Remix.run Logo
toomuchtodo 19 hours ago

Presume that a majority of women of reproductive age per generation al cohort do not want children, and intend to exit those fertility years childfree. What then?

I see no crisis, only total fertility rates reaching a neutral rate based on women empowered to make the best choice for themselves.

https://www.axios.com/2024/07/25/adults-no-children-why-pew-...

https://www.dw.com/en/why-south-korean-women-arent-having-ba...

https://www.france24.com/en/live-news/20240918-chile-birth-r...

dogma1138 19 hours ago | parent [-]

Society will have to correct itself somehow, either through social change or technological advancement that or we will all go extinct…

I actually wonder why this isn’t a bigger talking point, we are probably not at the point of no return yet but many countries are getting there and people will be caught by surprise as whilst the effect is delayed human life expectancy isn’t that long and it doesn’t take more than a couple of generations like ours until we are going to be facing a major crisis.
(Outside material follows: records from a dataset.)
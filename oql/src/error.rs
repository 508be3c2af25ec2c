//! Error taxonomy for the translation pipeline.
//!
//! Every variant here maps to a user-visible failure mode. Recovery is
//! attempted locally only for validation failures (inside the composer's
//! retry loop) and for a single ambiguous-intent retry; everything else
//! propagates to the caller as-is.

use thiserror::Error;

use crate::catalog::CatalogError;
use crate::llm::LlmError;

/// Top-level error type for a translation request.
#[derive(Debug, Error)]
pub enum TranslateError {
    /// The prompt failed the safety gate. Fatal, never retried.
    #[error("the prompt did not pass the initial check: {0}")]
    PromptRejected(String),

    /// The schema catalog could not be loaded. Fatal for the process,
    /// not per-request.
    #[error("entity schema catalog unavailable: {0}")]
    CatalogUnavailable(#[from] CatalogError),

    /// The intent classifier returned an aggregation target that is not a
    /// known entity kind, even after its single retry.
    #[error("could not determine a valid aggregation target: {0}")]
    IntentAmbiguous(String),

    /// The composer exhausted its attempt bound without producing a query
    /// that passes validation. Carries the last validator message.
    #[error(
        "no valid query object was produced after {attempts} attempts; \
         the latest error message received was '{last_error}'"
    )]
    CompositionExhausted { attempts: u32, last_error: String },

    /// A structural validation failure surfaced directly. Only reachable
    /// from the short-circuit paths, which do not retry.
    #[error("query validation failed: {0}")]
    ValidationRejected(String),

    /// Transport or protocol failure talking to the language collaborator.
    #[error("language model request failed: {0}")]
    Llm(#[from] LlmError),
}

impl TranslateError {
    /// Whether this error should be reported as a client error (HTTP 400
    /// equivalent) by a surrounding request layer.
    pub fn is_client_error(&self) -> bool {
        !matches!(self, TranslateError::CatalogUnavailable(_))
    }
}
//! Deterministic scripted provider for tests.
//!
//! Responses are played back in the order they were pushed. With
//! `repeat_last` enabled the final response is replayed indefinitely, which
//! lets a test drive the composer's retry loop with an always-invalid
//! candidate and assert the attempt bound.

use std::collections::VecDeque;
use std::sync::Mutex;

use async_trait::async_trait;

use super::{ChatRequest, ChatResponse, LlmError, LlmProvider};

#[derive(Default)]
pub struct StubProvider {
    script: Mutex<VecDeque<ChatResponse>>,
    repeat_last: bool,
    calls: Mutex<u32>,
}

impl StubProvider {
    pub fn new(script: Vec<ChatResponse>) -> Self {
        Self {
            script: Mutex::new(script.into()),
            repeat_last: false,
            calls: Mutex::new(0),
        }
    }

    /// Keep replaying the last scripted response once the queue is down to
    /// one entry.
    pub fn with_repeat_last(mut self) -> Self {
        self.repeat_last = true;
        self
    }

    /// Number of chat requests issued so far.
    pub fn calls(&self) -> u32 {
        *self.calls.lock().expect("stub lock poisoned")
    }
}

#[async_trait]
impl LlmProvider for StubProvider {
    async fn chat(&self, _request: ChatRequest) -> Result<ChatResponse, LlmError> {
        *self.calls.lock().expect("stub lock poisoned") += 1;
        let mut script = self.script.lock().expect("stub lock poisoned");
        if self.repeat_last && script.len() == 1 {
            return Ok(script.front().cloned().expect("script not empty"));
        }
        script
            .pop_front()
            .ok_or_else(|| LlmError::Protocol("stub script exhausted".to_string()))
    }
}

#[cfg(test)]
mod tests {
    use super::*;
    use serde_json::json;

    #[tokio::test]
    async fn responses_play_back_in_order() {
        let stub = StubProvider::new(vec![
            ChatResponse::answer(&json!({"first": true})),
            ChatResponse::answer(&json!({"second": true})),
        ]);
        let request = ChatRequest::new(vec![]);
        let first = stub.chat(request.clone()).await.unwrap();
        assert!(first.content.unwrap().contains("first"));
        let second = stub.chat(request.clone()).await.unwrap();
        assert!(second.content.unwrap().contains("second"));
        assert!(stub.chat(request).await.is_err());
        assert_eq!(stub.calls(), 3);
    }

    #[tokio::test]
    async fn repeat_last_replays_forever() {
        let stub = StubProvider::new(vec![ChatResponse::answer(&json!({"again": true}))])
            .with_repeat_last();
        let request = ChatRequest::new(vec![]);
        for _ in 0..5 {
            let response = stub.chat(request.clone()).await.unwrap();
            assert!(response.content.unwrap().contains("again"));
        }
        assert_eq!(stub.calls(), 5);
    }
}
I really don’t know where we went wrong, and I’m not sure it’s purely financial either (tho it is for many), at least from my anecdotal experience.

maxloh 17 hours ago | parent | next [-]

> I really don’t know where we went wrong, and I’m not sure it’s purely financial either (tho it is for many), at least from my anecdotal experience.

The problem is welly explained in the video: the society in East Asia (South Korea, Japan, China, Taiwan, etc.) is too toxic for the youth and it is too hard for them to live a decent life.

Young people there are constantly competing with others of their generation. Households are unaffordable for the majority of the population, and for the lucky ones, it takes approximately 30 to 50 years to buy one. Traditional culture encourages people to work extremely hard, to the extent that they don't even have time for social activities or to form relationships. Meanwhile, promotion is often difficult because management-level positions are occupied by older individuals.

People are stopping having children not only because they cannot afford it, both financially and in terms of time, but also because they do not want their children to suffer. It is expected that the situation will persist for generations to come.

toomuchtodo 18 hours ago | parent | prev [-]

The population ballooned because women were not educated and empowered. Now that they are, and have robust access to family planning, TFR is coming down rapidly and population will eventually follow.

Where we went wrong? Women not being empowered in the first place. This is the fix, not a problem. This is a success story.

https://news.ycombinator.com/item?id=40982392

https://news.ycombinator.com/item?id=41225389

dogma1138 18 hours ago | parent [-]

I don’t know what’s right or wrong but can we agree that TFR below replacement isn’t sustainable in the long term?

Even if you don’t see shrinking population as a massive problem which it will be, if the TFR remains below ~2.1 humanity won’t be here for much longer.

toomuchtodo 18 hours ago | parent [-]

I disagree. The world has ~8.2B people, and has blown past 6 out of 9 planetary boundaries while headed to 9-10B people by 2100 (due to population momentum). Humanity will successfully continue on with an order of magnitude reduction in that number 150-200 years from now, based on a median global TFR of ~0.5-1. TFR isn’t going to 0. We can plan accordingly, if we choose to. We are currently on the unsustainable path; a lower TFR puts us closer to sustainability.

https://www.science.org/doi/10.1126/sciadv.adh2458

https://www.un.org/en/global-issues/population

dogma1138 18 hours ago | parent [-]

You can disagree all you want but if the TFR of the world becomes as low as the one of Chile we will get to below 1 billion people world wide within less than a century and go extinct within a millennia and the latter is based on that life expectancy won’t change and if there will be that big of a reduction in population life expectancy will plummet.

I’m also not sure how much empowerment anyone will have once we are forced back to living as agrarian subsistence farmers within a few generations.

So I don’t know if you are trolling at this point or not…

toomuchtodo 17 hours ago | parent [-]

Not trolling at all. Actually bootstrapping a non profit to buy unwanted fertility from people who don’t want it, to sell into carbon markets to spin up a flywheel to help everyone who doesn’t want kids to be empowered to not have them. So perhaps we just see the future and individual agency and empowerment differently.